EXERCISE. Present the following entries again, word for word and in full.

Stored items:
● ● ● ● ●

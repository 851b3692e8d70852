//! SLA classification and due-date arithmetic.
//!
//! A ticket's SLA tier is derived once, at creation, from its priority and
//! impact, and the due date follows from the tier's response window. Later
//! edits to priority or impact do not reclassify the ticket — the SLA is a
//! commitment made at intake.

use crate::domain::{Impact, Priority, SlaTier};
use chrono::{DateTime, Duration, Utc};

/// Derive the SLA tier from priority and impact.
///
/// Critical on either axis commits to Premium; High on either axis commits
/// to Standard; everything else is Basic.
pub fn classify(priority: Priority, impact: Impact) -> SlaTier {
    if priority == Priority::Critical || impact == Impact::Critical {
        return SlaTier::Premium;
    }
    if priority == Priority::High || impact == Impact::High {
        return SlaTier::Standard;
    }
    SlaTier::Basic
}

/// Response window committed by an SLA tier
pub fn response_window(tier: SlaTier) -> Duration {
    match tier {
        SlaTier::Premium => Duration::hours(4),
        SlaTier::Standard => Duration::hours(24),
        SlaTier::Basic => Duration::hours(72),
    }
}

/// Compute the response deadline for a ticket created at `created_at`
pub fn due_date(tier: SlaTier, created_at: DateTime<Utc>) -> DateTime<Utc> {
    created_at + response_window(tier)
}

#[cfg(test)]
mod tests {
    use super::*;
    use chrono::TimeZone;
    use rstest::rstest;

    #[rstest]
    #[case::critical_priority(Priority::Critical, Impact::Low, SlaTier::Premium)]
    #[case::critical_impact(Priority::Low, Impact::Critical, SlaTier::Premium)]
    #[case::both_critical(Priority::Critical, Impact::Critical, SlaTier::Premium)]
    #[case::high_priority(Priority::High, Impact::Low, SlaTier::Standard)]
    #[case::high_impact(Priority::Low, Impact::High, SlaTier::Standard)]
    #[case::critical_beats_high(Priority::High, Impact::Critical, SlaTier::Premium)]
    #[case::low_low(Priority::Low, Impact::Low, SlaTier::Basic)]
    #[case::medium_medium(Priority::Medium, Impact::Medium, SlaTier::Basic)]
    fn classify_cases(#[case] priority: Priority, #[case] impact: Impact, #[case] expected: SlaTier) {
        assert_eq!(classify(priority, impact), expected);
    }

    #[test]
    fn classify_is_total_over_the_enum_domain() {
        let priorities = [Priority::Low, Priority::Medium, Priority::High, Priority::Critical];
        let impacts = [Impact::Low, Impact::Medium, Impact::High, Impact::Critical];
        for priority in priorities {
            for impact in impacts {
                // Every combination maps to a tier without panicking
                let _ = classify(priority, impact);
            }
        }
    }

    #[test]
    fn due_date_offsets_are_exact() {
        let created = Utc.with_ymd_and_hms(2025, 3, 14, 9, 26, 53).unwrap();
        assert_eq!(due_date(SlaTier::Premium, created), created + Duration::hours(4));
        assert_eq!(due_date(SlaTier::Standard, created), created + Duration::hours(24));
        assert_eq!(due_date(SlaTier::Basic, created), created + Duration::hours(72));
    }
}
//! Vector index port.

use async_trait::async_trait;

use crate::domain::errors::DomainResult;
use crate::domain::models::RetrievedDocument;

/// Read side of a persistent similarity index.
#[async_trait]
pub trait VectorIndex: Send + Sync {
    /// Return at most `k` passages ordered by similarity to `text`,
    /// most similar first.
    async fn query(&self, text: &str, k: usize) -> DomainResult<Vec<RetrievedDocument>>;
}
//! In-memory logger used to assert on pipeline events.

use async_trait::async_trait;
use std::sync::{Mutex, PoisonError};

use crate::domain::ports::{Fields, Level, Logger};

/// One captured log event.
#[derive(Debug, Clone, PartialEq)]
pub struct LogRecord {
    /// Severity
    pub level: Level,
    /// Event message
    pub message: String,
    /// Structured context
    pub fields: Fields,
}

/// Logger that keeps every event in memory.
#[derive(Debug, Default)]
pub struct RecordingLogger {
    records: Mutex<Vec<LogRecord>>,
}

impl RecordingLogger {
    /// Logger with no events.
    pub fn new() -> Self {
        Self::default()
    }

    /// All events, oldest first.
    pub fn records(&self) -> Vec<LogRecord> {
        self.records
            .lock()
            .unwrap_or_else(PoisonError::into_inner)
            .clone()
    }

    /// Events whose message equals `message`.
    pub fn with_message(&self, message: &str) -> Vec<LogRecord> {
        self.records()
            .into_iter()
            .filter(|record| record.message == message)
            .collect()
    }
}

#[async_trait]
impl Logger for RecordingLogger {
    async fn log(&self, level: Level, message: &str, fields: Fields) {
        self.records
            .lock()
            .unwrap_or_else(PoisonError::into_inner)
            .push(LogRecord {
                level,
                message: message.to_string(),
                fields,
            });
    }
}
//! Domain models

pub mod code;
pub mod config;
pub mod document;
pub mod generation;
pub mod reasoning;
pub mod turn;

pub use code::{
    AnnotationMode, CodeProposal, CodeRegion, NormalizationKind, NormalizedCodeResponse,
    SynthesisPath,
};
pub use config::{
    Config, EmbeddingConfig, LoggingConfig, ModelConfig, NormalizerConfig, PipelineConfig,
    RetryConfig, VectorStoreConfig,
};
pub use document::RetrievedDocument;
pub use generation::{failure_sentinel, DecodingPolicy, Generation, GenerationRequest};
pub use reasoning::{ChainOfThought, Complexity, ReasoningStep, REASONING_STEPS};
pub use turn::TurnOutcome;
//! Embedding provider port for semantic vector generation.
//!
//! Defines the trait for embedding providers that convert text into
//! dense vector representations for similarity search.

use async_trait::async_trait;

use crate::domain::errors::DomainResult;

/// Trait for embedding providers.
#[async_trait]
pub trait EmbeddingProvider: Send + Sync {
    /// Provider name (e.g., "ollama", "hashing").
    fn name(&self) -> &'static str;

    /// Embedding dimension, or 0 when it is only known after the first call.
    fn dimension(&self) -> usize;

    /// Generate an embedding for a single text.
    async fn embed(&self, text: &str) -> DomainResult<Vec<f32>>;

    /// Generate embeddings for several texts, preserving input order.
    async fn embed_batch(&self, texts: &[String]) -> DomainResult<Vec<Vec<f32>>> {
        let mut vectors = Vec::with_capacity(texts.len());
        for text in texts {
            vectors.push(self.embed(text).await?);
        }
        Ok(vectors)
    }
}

● ● ● ● ●

SOLUTION.
repository 851b3692e8d70852
//! SLA classification and due-date arithmetic.
//!
//! A ticket's SLA tier is derived once, at creation, from its priority and
//! impact, and the due date follows from the tier's response window. Later
//! edits to priority or impact do not reclassify the ticket — the SLA is a
//! commitment made at intake.

use crate::domain::{Impact, Priority, SlaTier};
use chrono::{DateTime, Duration, Utc};

/// Derive the SLA tier from priority and impact.
///
/// Critical on either axis commits to Premium; High on either axis commits
/// to Standard; everything else is Basic.
pub fn classify(priority: Priority, impact: Impact) -> SlaTier {
    if priority == Priority::Critical || impact == Impact::Critical {
        return SlaTier::Premium;
    }
    if priority == Priority::High || impact == Impact::High {
        return SlaTier::Standard;
    }
    SlaTier::Basic
}

/// Response window committed by an SLA tier
pub fn response_window(tier: SlaTier) -> Duration {
    match tier {
        SlaTier::Premium => Duration::hours(4),
        SlaTier::Standard => Duration::hours(24),
        SlaTier::Basic => Duration::hours(72),
    }
}

/// Compute the response deadline for a ticket created at `created_at`
pub fn due_date(tier: SlaTier, created_at: DateTime<Utc>) -> DateTime<Utc> {
    created_at + response_window(tier)
}

#[cfg(test)]
mod tests {
    use super::*;
    use chrono::TimeZone;
    use rstest::rstest;

    #[rstest]
    #[case::critical_priority(Priority::Critical, Impact::Low, SlaTier::Premium)]
    #[case::critical_impact(Priority::Low, Impact::Critical, SlaTier::Premium)]
    #[case::both_critical(Priority::Critical, Impact::Critical, SlaTier::Premium)]
    #[case::high_priority(Priority::High, Impact::Low, SlaTier::Standard)]
    #[case::high_impact(Priority::Low, Impact::High, SlaTier::Standard)]
    #[case::critical_beats_high(Priority::High, Impact::Critical, SlaTier::Premium)]
    #[case::low_low(Priority::Low, Impact::Low, SlaTier::Basic)]
    #[case::medium_medium(Priority::Medium, Impact::Medium, SlaTier::Basic)]
    fn classify_cases(#[case] priority: Priority, #[case] impact: Impact, #[case] expected: SlaTier) {
        assert_eq!(classify(priority, impact), expected);
    }

    #[test]
    fn classify_is_total_over_the_enum_domain() {
        let priorities = [Priority::Low, Priority::Medium, Priority::High, Priority::Critical];
        let impacts = [Impact::Low, Impact::Medium, Impact::High, Impact::Critical];
        for priority in priorities {
            for impact in impacts {
                // Every combination maps to a tier without panicking
                let _ = classify(priority, impact);
            }
        }
    }

    #[test]
    fn due_date_offsets_are_exact() {
        let created = Utc.with_ymd_and_hms(2025, 3, 14, 9, 26, 53).unwrap();
        assert_eq!(due_date(SlaTier::Premium, created), created + Duration::hours(4));
        assert_eq!(due_date(SlaTier::Standard, created), created + Duration::hours(24));
        assert_eq!(due_date(SlaTier::Basic, created), created + Duration::hours(72));
    }
}
//! Vector index port.

use async_trait::async_trait;

use crate::domain::errors::DomainResult;
use crate::domain::models::RetrievedDocument;

/// Read side of a persistent similarity index.
#[async_trait]
pub trait VectorIndex: Send + Sync {
    /// Return at most `k` passages ordered by similarity to `text`,
    /// most similar first.
    async fn query(&self, text: &str, k: usize) -> DomainResult<Vec<RetrievedDocument>>;
}
//! In-memory logger used to assert on pipeline events.

use async_trait::async_trait;
use std::sync::{Mutex, PoisonError};

use crate::domain::ports::{Fields, Level, Logger};

/// One captured log event.
#[derive(Debug, Clone, PartialEq)]
pub struct LogRecord {
    /// Severity
    pub level: Level,
    /// Event message
    pub message: String,
    /// Structured context
    pub fields: Fields,
}

/// Logger that keeps every event in memory.
#[derive(Debug, Default)]
pub struct RecordingLogger {
    records: Mutex<Vec<LogRecord>>,
}

impl RecordingLogger {
    /// Logger with no events.
    pub fn new() -> Self {
        Self::default()
    }

    /// All events, oldest first.
    pub fn records(&self) -> Vec<LogRecord> {
        self.records
            .lock()
            .unwrap_or_else(PoisonError::into_inner)
            .clone()
    }

    /// Events whose message equals `message`.
    pub fn with_message(&self, message: &str) -> Vec<LogRecord> {
        self.records()
            .into_iter()
            .filter(|record| record.message == message)
            .collect()
    }
}

#[async_trait]
impl Logger for RecordingLogger {
    async fn log(&self, level: Level, message: &str, fields: Fields) {
        self.records
            .lock()
            .unwrap_or_else(PoisonError::into_inner)
            .push(LogRecord {
                level,
                message: message.to_string(),
                fields,
            });
    }
}
//! Domain models

pub mod code;
pub mod config;
pub mod document;
pub mod generation;
pub mod reasoning;
pub mod turn;

pub use code::{
    AnnotationMode, CodeProposal, CodeRegion, NormalizationKind, NormalizedCodeResponse,
    SynthesisPath,
};
pub use config::{
    Config, EmbeddingConfig, LoggingConfig, ModelConfig, NormalizerConfig, PipelineConfig,
    RetryConfig, VectorStoreConfig,
};
pub use document::RetrievedDocument;
pub use generation::{failure_sentinel, DecodingPolicy, Generation, GenerationRequest};
pub use reasoning::{ChainOfThought, Complexity, ReasoningStep, REASONING_STEPS};
pub use turn::TurnOutcome;
//! Embedding provider port for semantic vector generation.
//!
//! Defines the trait for embedding providers that convert text into
//! dense vector representations for similarity search.

use async_trait::async_trait;

use crate::domain::errors::DomainResult;

/// Trait for embedding providers.
#[async_trait]
pub trait EmbeddingProvider: Send + Sync {
    /// Provider name (e.g., "ollama", "hashing").
    fn name(&self) -> &'static str;

    /// Embedding dimension, or 0 when it is only known after the first call.
    fn dimension(&self) -> usize;

    /// Generate an embedding for a single text.
    async fn embed(&self, text: &str) -> DomainResult<Vec<f32>>;

    /// Generate embeddings for several texts, preserving input order.
    async fn embed_batch(&self, texts: &[String]) -> DomainResult<Vec<Vec<f32>>> {
        let mut vectors = Vec::with_capacity(texts.len());
        for text in texts {
            vectors.push(self.embed(text).await?);
        }
        Ok(vectors)
    }
}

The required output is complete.